A film review: 'Super'

Origin: United States · Language: English
Director & writer: James Gunn
Genres: Superhero, black comedy, drama  
Release: September 12, 2010

Casts: Rainn Wilson, Ellen Page, Kevin Bacon,
Liv Tyler, Nathan Fillion, Gregg Henry,
Michael Rooker, Andre Royo, Sean Gunn,
James Gunn, Stephen Blackehart, Linda Cardellini

More info: IMDb

It is finally time, after a couple of weeks of watching it and pure laziness, to review this indie superhero feature made by the big Gunn (get it?) who directed and co-wrote Marvel's surprise hit of a bottom-of-the-barrel-residue called Guardians of the Galaxy. However, this is not his first try at exploring the superhero mythos; the first one was The Specials. While it shares similarity with another superhero film also released around the same time called Kick-Ass, this one is less loud, almost absent of Hollywood's fantastical elements (save for that dream sequence of course), far more grounded, and moodier (yes, moodier)!

The leads here are Rainn Wilson, fresh off the American version of The Office TV series, as the face of the poster above, Crimson Bolt, the vigilante persona of fry cook Frank Darbo and Ellen Page as Libby / Boltie (creative, right?), his foul-mouthed and overly-enthusiastic sidekick who is a comic book store clerk and a horny teenager in real-life. In Super, Darbo tasked himself through the Crimson Bolt mantle to rescue his wife Sarah (Liv Tyler), a recovering drug addict, whom he assumed was taken away by Jacques (Kevin Bacon), a man who was later discovered to be a drug dealer.

As opposed to being a hero just for fun like Dave Lizewski from Kick-Ass, Darbo here instead felt the need for it after getting a "calling" from a lame superhero he saw on television who called himself the Holy Avenger (Nathan Fillion) after some cheesy advice he gives at the end of his show. His marriage was on the verge of falling apart. His life is lame. He's not an overachiever. Being a self-appointed superhero who armed himself with a wrench looking for petty crimes before going for Jacques is the only way to make his life less painful than what he sees as just fine in the beginning. Damn! It's depressing just talking about how Darbo's motivations are severely different from Lizewski's who is just a teenager looking for some excitement in life. Basically, Darbo's more miserable than that rich orphan we all know as Bruce Wayne. At least he has a badass butler to his aid, damn it.
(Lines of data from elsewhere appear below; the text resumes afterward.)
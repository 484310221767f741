//! Session state attached to requests, and the store that persists it.
//!
//! The controller runtime only ever sees a [`Session`] value hanging off the
//! request. Loading and saving it between requests belongs to the transport,
//! which talks to a [`SessionStore`]. An in-memory store with cookie-based
//! session IDs is provided for the bundled HTTP adapter.

use std::collections::HashMap;
use std::sync::{PoisonError, RwLock};
use std::time::{Duration, Instant};

use serde_json::Value as JsonValue;
use uuid::Uuid;

use crate::transport::Params;

/// Session key holding the per-session CSRF seed.
pub const CSRF_SEED_KEY: &str = "csrf_token";

/// Name of the cookie carrying the session ID.
pub const SESSION_COOKIE: &str = "session_id";

/// Mutable key/value data for one browser session.
#[derive(Debug, Clone, Default, PartialEq)]
pub struct Session {
    id: String,
    data: Params,
}

impl Session {
    pub fn new(id: impl Into<String>) -> Self {
        Self {
            id: id.into(),
            data: Params::new(),
        }
    }

    pub fn with_data(id: impl Into<String>, data: Params) -> Self {
        Self {
            id: id.into(),
            data,
        }
    }

    pub fn id(&self) -> &str {
        &self.id
    }

    pub fn data(&self) -> &Params {
        &self.data
    }

    pub fn get(&self, key: &str) -> Option<&JsonValue> {
        self.data.get(key)
    }

    pub fn set(&mut self, key: impl Into<String>, value: impl Into<JsonValue>) {
        self.data.insert(key.into(), value.into());
    }

    pub fn remove(&mut self, key: &str) -> Option<JsonValue> {
        self.data.remove(key)
    }

    pub fn contains(&self, key: &str) -> bool {
        self.data.contains_key(key)
    }

    /// The stored CSRF seed, if this session has been issued one.
    ///
    /// Numeric seeds are read back in their string form. Empty strings count
    /// as "no seed" so a blanked session starts over.
    pub fn csrf_seed(&self) -> Option<String> {
        match self.data.get(CSRF_SEED_KEY)? {
            JsonValue::String(seed) if !seed.is_empty() => Some(seed.clone()),
            JsonValue::Number(n) => Some(n.to_string()),
            _ => None,
        }
    }

    pub fn set_csrf_seed(&mut self, seed: impl Into<String>) {
        self.data
            .insert(CSRF_SEED_KEY.to_string(), JsonValue::String(seed.into()));
    }
}

/// Persistence for sessions across requests.
///
/// Concurrent requests from the same session race on read-then-write; stores
/// that care must serialize `load`/`save` per ID themselves.
pub trait SessionStore: Send + Sync {
    /// Load a live session, or `None` if the ID is unknown or expired.
    fn load(&self, id: &str) -> Option<Session>;

    /// Create and persist a fresh, empty session.
    fn create(&self) -> Session;

    /// Persist the session's current data.
    fn save(&self, session: &Session);

    /// Forget a session entirely.
    fn destroy(&self, id: &str);

    /// Drop expired sessions, returning how many were removed.
    fn cleanup(&self) -> usize {
        0
    }
}

struct StoredSession {
    data: Params,
    last_accessed: Instant,
}

impl StoredSession {
    fn new(data: Params) -> Self {
        Self {
            data,
            last_accessed: Instant::now(),
        }
    }

    fn is_expired(&self, max_age: Duration) -> bool {
        self.last_accessed.elapsed() > max_age
    }
}

/// Thread-safe in-memory session store.
pub struct InMemorySessionStore {
    sessions: RwLock<HashMap<String, StoredSession>>,
    max_age: Duration,
}

impl InMemorySessionStore {
    pub fn new(max_age: Duration) -> Self {
        Self {
            sessions: RwLock::new(HashMap::new()),
            max_age,
        }
    }

    /// Number of sessions currently held, expired or not.
    pub fn len(&self) -> usize {
        self.sessions
            .read()
            .unwrap_or_else(PoisonError::into_inner)
            .len()
    }

    pub fn is_empty(&self) -> bool {
        self.len() == 0
    }
}

impl Default for InMemorySessionStore {
    fn default() -> Self {
        Self::new(Duration::from_secs(24 * 60 * 60))
    }
}

impl SessionStore for InMemorySessionStore {
    fn load(&self, id: &str) -> Option<Session> {
        let mut sessions = self
            .sessions
            .write()
            .unwrap_or_else(PoisonError::into_inner);

        let expired = sessions.get(id)?.is_expired(self.max_age);
        if expired {
            sessions.remove(id);
            return None;
        }

        let stored = sessions.get_mut(id)?;
        stored.last_accessed = Instant::now();
        Some(Session::with_data(id, stored.data.clone()))
    }

    fn create(&self) -> Session {
        let id = Uuid::new_v4().to_string();
        self.sessions
            .write()
            .unwrap_or_else(PoisonError::into_inner)
            .insert(id.clone(), StoredSession::new(Params::new()));
        Session::new(id)
    }

    fn save(&self, session: &Session) {
        self.sessions
            .write()
            .unwrap_or_else(PoisonError::into_inner)
            .insert(
                session.id().to_string(),
                StoredSession::new(session.data().clone()),
            );
    }

    fn destroy(&self, id: &str) {
        self.sessions
            .write()
            .unwrap_or_else(PoisonError::into_inner)
            .remove(id);
    }

    fn cleanup(&self) -> usize {
        let max_age = self.max_age;
        let mut sessions = self
            .sessions
            .write()
            .unwrap_or_else(PoisonError::into_inner);
        let before = sessions.len();
        sessions.retain(|_, session| !session.is_expired(max_age));
        before - sessions.len()
    }
}

/// Extract the session ID from a `Cookie` header.
pub fn extract_session_id_from_cookie(cookie_header: Option<&str>) -> Option<String> {
    let prefix = format!("{}=", SESSION_COOKIE);
    cookie_header.and_then(|cookies| {
        cookies
            .split(';')
            .map(str::trim)
            .find_map(|cookie| cookie.strip_prefix(prefix.as_str()))
            .filter(|value| !value.is_empty())
            .map(str::to_string)
    })
}

/// Build the `Set-Cookie` value for a session.
pub fn create_session_cookie(session_id: &str, max_age: Duration) -> String {
    format!(
        "{}={}; Path=/; HttpOnly; SameSite=Lax; Max-Age={}",
        SESSION_COOKIE,
        session_id,
        max_age.as_secs()
    )
}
Also, the heavy themes and topics that are explored here made it a whole different league than Kick-Ass. We can see depression (which what drove him to become the Crimson Bolt in the first place), a girl-on-guy rape (although brief, still a powerful testament where dudes are just as vulnerable and terrified of getting one due to the lasting effect of keeping that to yourself or risk getting ridiculed for opening up), and the blurred lines between what is right and what is wrong, in a language that is easier and more relateable than what is seen on big-budget movies.

Soundtrack wise, the funky indie music that usually resonate with the situations that are currently displayed onscreen are well-used. And now we all know where James Gunn's affinity for catchy music came from!

On the acting department, for what the film needed the actors to be, they all excelled at it. Rainn Wilson, looking already like the stereotypical loser of a nerd much like his Office character Dwight Schrute, nailed his role. Ellen Page, although she spoke like a sailor, managed to charm audiences with her character's sunny, yet profane, disposition. The others, including the cult actor Kevin Bacon? All are serviceable in their roles. Nothing too bad or too excellent about them.

Oh yeah, I just realized that I didn't at all talk about the dark humour aspect of the film. Why did you ask? It's because they're rendered as if it's non-diegetic. I mean, it's the characters that are subconsciously funny, not the script nor the plot. For most of the time, the funny stuff occurred when bad shit are going down during or after the punchlines. Which means, the characters felt real. And when the hyper-realistic violence just come smashing on your face, you're really not sure how to react, since this is no Tarantino movie in which the aim is to incite some sort of giddiness inside his audiences.

I don't know if I should recommend this to anyone. But if you feel like looking for a reason why James Gunn was picked as the director/co-writer of Guardians of the Galaxy, you can look for the heart and some upbeat aspects of that film in Super.

P/S: Damn, this is a tough one to write about. It's so... mature!